### TASK ITEM
Each line below from the one containing "of materialized grids" through the one containing "fn area(&self) -> f64;" is to be given again exactly, and no line outside that span.

╭─ PROVIDED RECORDS

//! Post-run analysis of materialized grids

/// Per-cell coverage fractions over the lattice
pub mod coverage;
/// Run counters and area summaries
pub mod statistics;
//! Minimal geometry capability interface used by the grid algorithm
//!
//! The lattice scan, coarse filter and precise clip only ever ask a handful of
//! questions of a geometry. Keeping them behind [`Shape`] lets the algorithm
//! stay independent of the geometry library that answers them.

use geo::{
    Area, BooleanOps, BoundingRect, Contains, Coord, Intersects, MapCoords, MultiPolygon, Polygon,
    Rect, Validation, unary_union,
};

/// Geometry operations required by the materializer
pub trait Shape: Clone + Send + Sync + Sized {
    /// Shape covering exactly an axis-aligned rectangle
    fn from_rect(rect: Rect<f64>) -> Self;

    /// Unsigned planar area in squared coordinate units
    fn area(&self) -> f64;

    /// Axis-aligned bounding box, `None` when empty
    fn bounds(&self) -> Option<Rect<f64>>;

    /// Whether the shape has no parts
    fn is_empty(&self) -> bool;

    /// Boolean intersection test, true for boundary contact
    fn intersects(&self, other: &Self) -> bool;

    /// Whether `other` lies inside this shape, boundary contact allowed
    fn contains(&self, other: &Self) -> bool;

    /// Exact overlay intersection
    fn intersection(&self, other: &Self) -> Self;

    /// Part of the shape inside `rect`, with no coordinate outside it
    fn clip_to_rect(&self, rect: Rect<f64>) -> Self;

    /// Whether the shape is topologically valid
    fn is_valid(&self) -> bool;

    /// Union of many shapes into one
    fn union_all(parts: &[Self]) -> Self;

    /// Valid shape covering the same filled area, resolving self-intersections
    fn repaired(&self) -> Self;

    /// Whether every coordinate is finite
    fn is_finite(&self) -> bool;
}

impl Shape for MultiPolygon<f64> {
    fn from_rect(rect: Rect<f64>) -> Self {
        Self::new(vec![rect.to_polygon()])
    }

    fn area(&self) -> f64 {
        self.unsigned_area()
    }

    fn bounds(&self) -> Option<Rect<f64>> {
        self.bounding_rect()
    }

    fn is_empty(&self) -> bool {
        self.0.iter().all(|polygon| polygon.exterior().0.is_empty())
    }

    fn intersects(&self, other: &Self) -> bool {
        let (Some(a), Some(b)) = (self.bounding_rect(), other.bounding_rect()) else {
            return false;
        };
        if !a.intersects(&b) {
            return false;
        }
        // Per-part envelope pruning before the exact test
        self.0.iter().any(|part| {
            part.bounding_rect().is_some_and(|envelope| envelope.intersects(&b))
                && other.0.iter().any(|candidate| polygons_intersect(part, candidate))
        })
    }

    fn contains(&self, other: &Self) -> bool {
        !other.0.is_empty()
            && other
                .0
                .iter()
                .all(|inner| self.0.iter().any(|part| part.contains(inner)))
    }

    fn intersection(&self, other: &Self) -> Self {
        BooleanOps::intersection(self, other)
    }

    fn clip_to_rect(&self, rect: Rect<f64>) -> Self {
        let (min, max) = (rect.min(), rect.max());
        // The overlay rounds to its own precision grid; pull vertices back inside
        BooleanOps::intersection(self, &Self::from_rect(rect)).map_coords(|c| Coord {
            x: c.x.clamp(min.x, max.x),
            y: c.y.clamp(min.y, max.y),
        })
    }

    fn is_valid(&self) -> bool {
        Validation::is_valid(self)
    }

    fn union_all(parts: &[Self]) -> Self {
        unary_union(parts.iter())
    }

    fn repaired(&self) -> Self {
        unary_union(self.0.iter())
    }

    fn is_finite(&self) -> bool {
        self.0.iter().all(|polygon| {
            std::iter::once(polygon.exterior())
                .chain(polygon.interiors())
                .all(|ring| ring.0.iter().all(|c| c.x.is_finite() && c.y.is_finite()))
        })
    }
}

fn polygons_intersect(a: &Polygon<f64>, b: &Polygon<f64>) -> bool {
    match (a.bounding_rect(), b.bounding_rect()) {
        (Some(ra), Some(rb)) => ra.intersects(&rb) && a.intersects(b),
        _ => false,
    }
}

╰─
╭─ PROVIDED RECORDS

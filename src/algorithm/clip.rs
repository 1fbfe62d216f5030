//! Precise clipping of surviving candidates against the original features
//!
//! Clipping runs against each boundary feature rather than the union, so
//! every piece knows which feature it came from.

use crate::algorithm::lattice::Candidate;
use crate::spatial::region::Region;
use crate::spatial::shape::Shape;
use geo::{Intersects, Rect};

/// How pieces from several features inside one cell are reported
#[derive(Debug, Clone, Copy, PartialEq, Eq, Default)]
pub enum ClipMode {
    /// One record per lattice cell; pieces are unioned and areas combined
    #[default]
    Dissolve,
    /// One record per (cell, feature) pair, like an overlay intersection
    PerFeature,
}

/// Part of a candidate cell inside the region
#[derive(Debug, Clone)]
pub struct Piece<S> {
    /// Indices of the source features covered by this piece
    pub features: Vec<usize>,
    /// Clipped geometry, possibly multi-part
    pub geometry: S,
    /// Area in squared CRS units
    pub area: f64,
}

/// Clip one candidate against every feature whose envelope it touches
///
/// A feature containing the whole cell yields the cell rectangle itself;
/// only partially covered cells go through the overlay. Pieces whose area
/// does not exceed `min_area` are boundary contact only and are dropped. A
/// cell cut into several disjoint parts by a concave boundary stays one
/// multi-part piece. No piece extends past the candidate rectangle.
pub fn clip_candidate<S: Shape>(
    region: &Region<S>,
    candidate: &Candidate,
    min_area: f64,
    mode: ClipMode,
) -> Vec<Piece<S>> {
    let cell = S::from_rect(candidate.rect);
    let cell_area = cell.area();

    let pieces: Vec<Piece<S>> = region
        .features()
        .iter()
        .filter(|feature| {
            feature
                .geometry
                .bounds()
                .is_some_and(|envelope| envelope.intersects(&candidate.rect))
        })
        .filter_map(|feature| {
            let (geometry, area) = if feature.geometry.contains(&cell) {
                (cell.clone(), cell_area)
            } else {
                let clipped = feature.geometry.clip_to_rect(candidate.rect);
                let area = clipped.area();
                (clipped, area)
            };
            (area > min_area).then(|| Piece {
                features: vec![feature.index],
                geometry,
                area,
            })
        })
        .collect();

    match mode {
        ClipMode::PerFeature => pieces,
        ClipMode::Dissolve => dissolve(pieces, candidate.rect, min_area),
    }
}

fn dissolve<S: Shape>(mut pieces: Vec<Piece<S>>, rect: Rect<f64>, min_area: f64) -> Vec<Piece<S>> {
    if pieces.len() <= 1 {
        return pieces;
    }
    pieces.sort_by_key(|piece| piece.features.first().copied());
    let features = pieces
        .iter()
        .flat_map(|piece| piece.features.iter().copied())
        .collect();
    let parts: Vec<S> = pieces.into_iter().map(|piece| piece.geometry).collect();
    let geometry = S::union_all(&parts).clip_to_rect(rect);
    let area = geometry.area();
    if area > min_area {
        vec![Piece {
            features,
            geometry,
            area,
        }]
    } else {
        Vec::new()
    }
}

╰─

### SOLUTION TO THIS EXERCISE
//! Post-run analysis of materialized grids

/// Per-cell coverage fractions over the lattice
pub mod coverage;
/// Run counters and area summaries
pub mod statistics;
//! Minimal geometry capability interface used by the grid algorithm
//!
//! The lattice scan, coarse filter and precise clip only ever ask a handful of
//! questions of a geometry. Keeping them behind [`Shape`] lets the algorithm
//! stay independent of the geometry library that answers them.

use geo::{
    Area, BooleanOps, BoundingRect, Contains, Coord, Intersects, MapCoords, MultiPolygon, Polygon,
    Rect, Validation, unary_union,
};

/// Geometry operations required by the materializer
pub trait Shape: Clone + Send + Sync + Sized {
    /// Shape covering exactly an axis-aligned rectangle
    fn from_rect(rect: Rect<f64>) -> Self;

    /// Unsigned planar area in squared coordinate units
    fn area(&self) -> f64;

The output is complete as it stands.